这种局部组织围绕在肺静脉周围呈浅红色肌性组织状态，是由延伸至肺静脉根部的心肌细胞构成,即心肌袖；既往研究[15]和本次实验中均有观察到其自发搏动，常于肌性组织丰富处首发，随即向邻近心房肌方向扩布。

在显微镜观察下PVC为肺静脉的横纹肌，与左心房的心肌细胞相移行，这就提供了电冲动在肺静脉与左心房间相互传导的解剖基础[14]；加上心肌袖组织学上的研究，也多次曾证实肺静脉肌袖内其心肌纤维分布不均匀，走行方向各异，这种与周围心房肌细胞解剖学上的差异可能也是电传导不均一、各向异性的原因[16]。

首先，心房解剖结构及电生理特性的不一致性是房颤易于诱发并维持的基础[12]，这种不一致性尤其突显在肺静脉周围。

此次实验采用家兔肺静脉及相连心房的多细胞标本作为研究对象，兔的四条肺静脉借助3个肺静脉口注入左房[17]：左支、右支及中央支；在光学显微镜观测下，左支肺静脉最小，由左肺心叶和尖叶静脉组成，但肌性组织丰富也是自发搏动最活跃的部位，与相连的左心房组织有明显的移行痕迹，其余两条肺静脉相对粗大，右肺静脉由右肺心叶、尖叶和中间叶静脉汇合而成，中央支由双肺膈叶肺静脉左右后支汇合而成，后两者在外观上与心房连为一体，呈透明均一的薄性组织，在实际测量中也观察到这两支肺静脉周围细胞内动作电位与心房肌细胞相似，无明显差异；所以本实验多采用左支肺静脉肌袖与左心房的细胞相比较，这两者之间不仅解剖学上差异最大，而且电生理学上的不同也是最为明显。

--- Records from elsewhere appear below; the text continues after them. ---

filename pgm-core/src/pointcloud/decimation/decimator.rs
use std::collections::HashMap;

use crate::pointcloud::point::Point;

pub trait PointCloudDecimator {
    fn decimate(&self, points: &[Point]) -> Vec<Point>;
}

/// Keeps one representative point per voxel, the one closest to the voxel
/// center. Used to thin the display cloud for interactive preview.
pub struct VoxelDecimator {
    pub voxel_size: f64,
}

impl PointCloudDecimator for VoxelDecimator {
    fn decimate(&self, points: &[Point]) -> Vec<Point> {
        let voxel_size = self.voxel_size;
        let mut cells: HashMap<(i64, i64, i64), Vec<&Point>> = HashMap::new();

        for point in points {
            let index = self.voxel_index(point, voxel_size);
            cells.entry(index).or_default().push(point);
        }

        let mut decimated_points = Vec::with_capacity(cells.len());
        for (index, cell_points) in cells {
            let voxel_center = self.voxel_center(index, voxel_size);
            let closest = self.select_closest_point(cell_points, voxel_center);
            decimated_points.push(*closest);
        }

        decimated_points
    }
}

impl VoxelDecimator {
    fn voxel_index(&self, point: &Point, voxel_size: f64) -> (i64, i64, i64) {
        let x_idx = (point.x / voxel_size).floor() as i64;
        let y_idx = (point.y / voxel_size).floor() as i64;
        let z_idx = (point.z / voxel_size).floor() as i64;
        (x_idx, y_idx, z_idx)
    }

    fn voxel_center(&self, index: (i64, i64, i64), voxel_size: f64) -> (f64, f64, f64) {
        let (x_idx, y_idx, z_idx) = index;
        (
            (x_idx as f64 + 0.5) * voxel_size,
            (y_idx as f64 + 0.5) * voxel_size,
            (z_idx as f64 + 0.5) * voxel_size,
        )
    }

    fn select_closest_point<'a>(
        &self,
        points: Vec<&'a Point>,
        voxel_center: (f64, f64, f64),
    ) -> &'a Point {
        points
            .into_iter()
            .min_by(|a, b| {
                let dist_a = self.squared_distance(a, voxel_center);
                let dist_b = self.squared_distance(b, voxel_center);
                dist_a
                    .partial_cmp(&dist_b)
                    .unwrap_or(std::cmp::Ordering::Equal)
            })
            .unwrap()
    }

    fn squared_distance(&self, a: &Point, b: (f64, f64, f64)) -> f64 {
        (a.x - b.0).powi(2) + (a.y - b.1).powi(2) + (a.z - b.2).powi(2)
    }
}

#[cfg(test)]
mod tests {
    use super::*;

    #[test]
    fn test_decimate_collapses_points_in_same_voxel() {
        let points = vec![
            Point::new(0.01, 0.01, 0.01),
            Point::new(0.02, 0.02, 0.02),
            Point::new(0.9, 0.9, 0.9),
        ];
        let decimator = VoxelDecimator { voxel_size: 0.1 };
        let decimated = decimator.decimate(&points);
        assert_eq!(decimated.len(), 2);
    }

    #[test]
    fn test_decimate_keeps_point_closest_to_voxel_center() {
        let points = vec![Point::new(0.05, 0.05, 0.05), Point::new(0.001, 0.001, 0.001)];
        let decimator = VoxelDecimator { voxel_size: 0.1 };
        let decimated = decimator.decimate(&points);
        assert_eq!(decimated, vec![Point::new(0.05, 0.05, 0.05)]);
    }
}
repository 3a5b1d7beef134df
pub mod decimator;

在同等操作环境下PVC的动作电位与LAC的动作电位比较，以其复极相缓慢、长动作电位时程为最重要特征。

其次，局部不应期的变异性是早搏诱发房颤能力大小的主要决定因素，房性早搏诱发房颤的能力是部位依赖性的，早搏发生于相邻肌纤维不应期变异程度大的区域更容易诱发房颤[12]。

正常情况下，肺静脉肌袖的动作电位长时程有助于保护心房不接受过多的异常冲动；一旦肺静脉的正常复极受到干扰，比如本实验我们通过加有2mmol/L氯化铯的台氏液灌流组织后，氯化铯作为一种钾离子通道阻滞剂，延缓心肌动作电位复极过程，肺静脉肌袖的平台期进一步延长，结合肺静。